Devemos agora voltar à expressão "valor ou preço do trabalho".
Vimos que, na realidade, este valor nada mais é que o da força de trabalho, medido pelos valores das mercadorias necessárias à sua manutenção. Mas como o operário só recebe o seu salário depois de realizar o seu trabalho e como,ademais, sabe que o que entrega realmente ao capitalista é o seu trabalho, ele necessariamente imagina que o valor ou preço de sua força de trabalho é o preço ou valor do seu próprio trabalho. Se o preço de sua força de trabalho é 3 xelins, nos quais se materializam 6 horas de trabalho, e ele trabalha 12 horas, forçosamente o operário considerará esses 3 xelins como o valor ou preço de 12 horas de trabalho, se, bem que estas 12 horas representem um valor de 6 xelins. Donde se chega a um duplo resultado:
Primeiro: O valor ou preço da força de trabalho toma a aparência do preço ou valor do próprio trabalho, ainda que a rigor as expressões de valor e preço do trabalho careçam de sentido.
Segundo: Ainda que só se pague uma parte do trabalho diário do operário, enquanto a outra parte fica sem remuneração, e ainda que este trabalho não remunerado ou sobre-trabalho seja precisamente o fundo de que se forma a mais-valia ou lucro, fica parecendo que todo o trabalho é trabalho pago.

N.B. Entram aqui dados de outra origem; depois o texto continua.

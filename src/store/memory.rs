use std::{
    cmp::Ordering as CmpOrdering,
    collections::HashMap,
    sync::Mutex,
};

use async_trait::async_trait;
use chrono::{DateTime, Utc};
use serde_json::Value;
use uuid::Uuid;

use super::{Document, DocumentStore, ListQuery, Order, StoreError};

/// In-memory document store used by tests and local development. Mirrors the
/// REST store's semantics: store-assigned string ids, shallow-merge updates,
/// single-field ordering.
#[derive(Debug, Default)]
pub struct MemoryDocumentStore {
    collections: Mutex<HashMap<String, Vec<(String, Value)>>>,
}

impl MemoryDocumentStore {
    pub fn new() -> Self {
        Self::default()
    }

    fn lock(&self) -> std::sync::MutexGuard<'_, HashMap<String, Vec<(String, Value)>>> {
        self.collections
            .lock()
            .unwrap_or_else(|poisoned| poisoned.into_inner())
    }
}

/// Order keys as timestamps when both parse as RFC 3339, falling back to a
/// string comparison otherwise.
fn compare_keys(a: &Value, b: &Value) -> CmpOrdering {
    if let (Some(a), Some(b)) = (a.as_str(), b.as_str()) {
        if let (Ok(a), Ok(b)) = (
            a.parse::<DateTime<Utc>>(),
            b.parse::<DateTime<Utc>>(),
        ) {
            return a.cmp(&b);
        }
        return a.cmp(b);
    }
    match (a.as_f64(), b.as_f64()) {
        (Some(a), Some(b)) => a.partial_cmp(&b).unwrap_or(CmpOrdering::Equal),
        _ => CmpOrdering::Equal,
    }
}

#[async_trait]
impl DocumentStore for MemoryDocumentStore {
    async fn insert(&self, collection: &str, data: Value) -> Result<Document, StoreError> {
        let id = Uuid::new_v4().to_string();
        self.lock()
            .entry(collection.to_string())
            .or_default()
            .push((id.clone(), data.clone()));
        Ok(Document { id, data })
    }

    async fn update(&self, collection: &str, id: &str, data: Value) -> Result<(), StoreError> {
        let mut collections = self.lock();
        let documents = collections
            .get_mut(collection)
            .ok_or_else(|| StoreError::NotFound {
                collection: collection.to_string(),
                id: id.to_string(),
            })?;

        let existing = documents
            .iter_mut()
            .find(|(doc_id, _)| doc_id == id)
            .ok_or_else(|| StoreError::NotFound {
                collection: collection.to_string(),
                id: id.to_string(),
            })?;

        match (existing.1.as_object_mut(), data.as_object()) {
            (Some(target), Some(patch)) => {
                for (key, value) in patch {
                    target.insert(key.clone(), value.clone());
                }
            }
            _ => existing.1 = data,
        }
        Ok(())
    }

    async fn delete(&self, collection: &str, id: &str) -> Result<(), StoreError> {
        let mut collections = self.lock();
        let documents = collections
            .get_mut(collection)
            .ok_or_else(|| StoreError::NotFound {
                collection: collection.to_string(),
                id: id.to_string(),
            })?;

        let before = documents.len();
        documents.retain(|(doc_id, _)| doc_id != id);
        if documents.len() == before {
            return Err(StoreError::NotFound {
                collection: collection.to_string(),
                id: id.to_string(),
            });
        }
        Ok(())
    }

    async fn list(&self, collection: &str, query: ListQuery) -> Result<Vec<Document>, StoreError> {
        let collections = self.lock();
        let mut documents: Vec<Document> = collections
            .get(collection)
            .map(|docs| {
                docs.iter()
                    .map(|(id, data)| Document {
                        id: id.clone(),
                        data: data.clone(),
                    })
                    .collect()
            })
            .unwrap_or_default();

        if let Some((field, order)) = &query.order_by {
            documents.sort_by(|a, b| {
                let a_key = a.data.get(field).unwrap_or(&Value::Null);
                let b_key = b.data.get(field).unwrap_or(&Value::Null);
                let ordering = compare_keys(a_key, b_key);
                match order {
                    Order::Asc => ordering,
                    Order::Desc => ordering.reverse(),
                }
            });
        }

        if let Some(limit) = query.limit {
            documents.truncate(limit);
        }

        Ok(documents)
    }
}

#[cfg(test)]
mod tests {
    use serde_json::json;

    use super::*;

    #[tokio::test]
    async fn insert_assigns_distinct_ids() {
        let store = MemoryDocumentStore::new();
        let a = store.insert("projects", json!({"name": "a"})).await.unwrap();
        let b = store.insert("projects", json!({"name": "b"})).await.unwrap();
        assert_ne!(a.id, b.id);
    }

    #[tokio::test]
    async fn update_merges_top_level_fields() {
        let store = MemoryDocumentStore::new();
        let doc = store
            .insert(
                "projects",
                json!({"name": "a", "createdAt": "2026-01-01T00:00:00Z"}),
            )
            .await
            .unwrap();

        store
            .update("projects", &doc.id, json!({"name": "b"}))
            .await
            .unwrap();

        let docs = store.list("projects", ListQuery::default()).await.unwrap();
        assert_eq!(docs[0].data["name"], "b");
        assert_eq!(docs[0].data["createdAt"], "2026-01-01T00:00:00Z");
    }

    #[tokio::test]
    async fn update_missing_document_is_not_found() {
        let store = MemoryDocumentStore::new();
        store.insert("projects", json!({})).await.unwrap();
        let err = store
            .update("projects", "missing", json!({"name": "x"}))
            .await
            .unwrap_err();
        assert!(matches!(err, StoreError::NotFound { .. }));
    }

    #[tokio::test]
    async fn list_orders_by_timestamp_descending() {
        let store = MemoryDocumentStore::new();
        store
            .insert("t", json!({"createdAt": "2026-01-01T00:00:00Z", "n": 1}))
            .await
            .unwrap();
        store
            .insert("t", json!({"createdAt": "2026-03-01T00:00:00Z", "n": 3}))
            .await
            .unwrap();
        store
            .insert("t", json!({"createdAt": "2026-02-01T00:00:00Z", "n": 2}))
            .await
            .unwrap();

        let docs = store
            .list("t", ListQuery::order_by_desc("createdAt"))
            .await
            .unwrap();
        let order: Vec<i64> = docs.iter().map(|d| d.data["n"].as_i64().unwrap()).collect();
        assert_eq!(order, vec![3, 2, 1]);
    }

    #[tokio::test]
    async fn list_applies_limit_after_ordering() {
        let store = MemoryDocumentStore::new();
        for n in 0..5 {
            store
                .insert("t", json!({"createdAt": format!("2026-01-0{}T00:00:00Z", n + 1)}))
                .await
                .unwrap();
        }

        let docs = store
            .list("t", ListQuery::order_by_desc("createdAt").with_limit(2))
            .await
            .unwrap();
        assert_eq!(docs.len(), 2);
    }

    #[tokio::test]
    async fn delete_removes_the_document() {
        let store = MemoryDocumentStore::new();
        let doc = store.insert("t", json!({})).await.unwrap();
        store.delete("t", &doc.id).await.unwrap();
        assert!(store.list("t", ListQuery::default()).await.unwrap().is_empty());
        assert!(matches!(
            store.delete("t", &doc.id).await.unwrap_err(),
            StoreError::NotFound { .. }
        ));
    }
}
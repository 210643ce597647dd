//! HTTP surface tests for the admin gate: every mutating request must carry
//! its own verifiable assertion.

use std::sync::Arc;

use async_trait::async_trait;
use axum::{
    body::Body,
    http::{Request, StatusCode, header},
};
use tokio::sync::watch;
use tower::ServiceExt;

use talos_remote::{
    AppState, Server,
    auth::{AccessGuard, AllowList, AuthError, Identity, IdentityProvider},
    config::{DocumentStoreConfig, IdentityProviderConfig, RemoteServerConfig},
    store::memory::MemoryDocumentStore,
};

/// Provider fake that resolves a fixed table of bearer assertions.
struct TokenTableProvider {
    current: watch::Sender<Option<Identity>>,
}

impl TokenTableProvider {
    fn new() -> Arc<Self> {
        let (current, _) = watch::channel(None);
        Arc::new(Self { current })
    }
}

#[async_trait]
impl IdentityProvider for TokenTableProvider {
    async fn sign_in(&self, assertion: &str) -> Result<Identity, AuthError> {
        let email = match assertion {
            "token-admin" => "admin@talos.example",
            "token-guest" => "guest@example.com",
            _ => return Err(AuthError::Provider("unknown assertion".to_string())),
        };
        let identity = Identity {
            email: email.to_string(),
        };
        self.current.send_replace(Some(identity.clone()));
        Ok(identity)
    }

    async fn sign_out(&self) {
        self.current.send_replace(None);
    }

    fn sessions(&self) -> watch::Receiver<Option<Identity>> {
        self.current.subscribe()
    }
}

fn test_state() -> AppState {
    let config = RemoteServerConfig {
        listen_addr: "127.0.0.1:0".to_string(),
        allowed_emails: vec!["admin@talos.example".to_string()],
        store: DocumentStoreConfig {
            base_url: "http://store.invalid".to_string(),
            api_key: None,
        },
        media: None,
        identity: IdentityProviderConfig {
            tokeninfo_url: "http://identity.invalid".to_string(),
        },
    };

    let guard = Arc::new(AccessGuard::new(
        AllowList::new(config.allowed_emails.clone()),
        TokenTableProvider::new(),
    ));
    let store = Arc::new(MemoryDocumentStore::new());

    AppState::new(config, guard, store, None, reqwest::Client::new())
}

fn delete_request(token: Option<&str>) -> Request<Body> {
    let mut builder = Request::builder().method("DELETE").uri("/v1/projects/p1");
    if let Some(token) = token {
        builder = builder.header(header::AUTHORIZATION, format!("Bearer {token}"));
    }
    builder.body(Body::empty()).unwrap()
}

#[tokio::test]
async fn admin_routes_reject_requests_without_an_assertion() {
    let app = Server::router(test_state());
    let response = app.oneshot(delete_request(None)).await.unwrap();
    assert_eq!(response.status(), StatusCode::UNAUTHORIZED);
}

#[tokio::test]
async fn admin_routes_ignore_other_callers_sessions() {
    // An earlier sign-in by the real admin must not admit a later caller
    // that presents no credentials of its own.
    let state = test_state();
    state.guard().sign_in("token-admin").await.unwrap();

    let app = Server::router(state);
    let response = app.oneshot(delete_request(None)).await.unwrap();
    assert_eq!(response.status(), StatusCode::UNAUTHORIZED);
}

#[tokio::test]
async fn unlisted_account_is_forbidden() {
    let app = Server::router(test_state());
    let response = app.oneshot(delete_request(Some("token-guest"))).await.unwrap();
    assert_eq!(response.status(), StatusCode::FORBIDDEN);
}

#[tokio::test]
async fn rejected_assertion_is_unauthorized() {
    let app = Server::router(test_state());
    let response = app
        .oneshot(delete_request(Some("token-forged")))
        .await
        .unwrap();
    assert_eq!(response.status(), StatusCode::UNAUTHORIZED);
}

#[tokio::test]
async fn verified_admin_passes_the_gate() {
    let app = Server::router(test_state());
    let response = app.oneshot(delete_request(Some("token-admin"))).await.unwrap();
    // No media host is configured in this state, so the handler itself
    // answers 503: the caller made it past the gate.
    assert_eq!(response.status(), StatusCode::SERVICE_UNAVAILABLE);
}

#[tokio::test]
async fn public_listing_needs_no_assertion() {
    let app = Server::router(test_state());
    let response = app
        .oneshot(
            Request::builder()
                .uri("/v1/projects")
                .body(Body::empty())
                .unwrap(),
        )
        .await
        .unwrap();
    assert_eq!(response.status(), StatusCode::OK);
}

Esta aparência enganadora distingue o trabalho assalariado das outras formas históricas do trabalho. Dentro do sistema do salariado, até o trabalho não remunerado parece trabalho pago. Ao contrário, no trabalho dos escravos parece ser trabalho não remunerado até a parte do trabalho que se paga. Claro está que para poder trabalhar, o escravo tem que viver e uma parte de sua jornada de trabalho serve para repor o valor de seu próprio sustento. Mas como entre ele e seu senhor não houve trato algum, nem se celebra entre eles nenhuma compra e venda, todo o seu trabalho parece dado de graça.
Tomemos, por outro lado, o camponês servo, tal como, existia, quase diríamos ainda ontem mesmo, em todo o oriente da Europa. Este camponês, por exemplo, trabalhava três dias para si, na sua própria terra, ou na que lhe havia sido atribuída, e nos três dias seguintes realizava um trabalho compulsório e gratuito na propriedade de seu senhor. Como vemos, aqui as duas partes do trabalho, a paga e a não paga, aparecem visivelmente separadas, no tempo e no espaço, e os nossos liberais podem estourar de indignação moral ante a idéia disparatada de que se obrigue um homem a trabalhar de graça.
Mas, na realidade, tanto faz uma pessoa trabalhar três dias na semana para si, na sua própria terra, e outros três dias de graça na gleba do senhor como trabalhar diariamente na fábrica, ou na oficina, 6 horas para si e 6 para o seu patrão, ainda que neste caso a parte do trabalho pago e a do não remunerado apareçam inseparavelmente confundidas e o caráter de toda a transação se disfarce por completo com a interferência de um contrato e o pagamento recebido no fim da semana. No primeiro caso, o trabalho não remunerado é visivelmente arrancado pela força; no segundo, parece entregue voluntariamente. Eis a única diferença.
Sempre que eu empregue, portanto, a expressão "valor do trabalho", empregá-la-ei como termo popular, sinônimo de "valor de força de trabalho".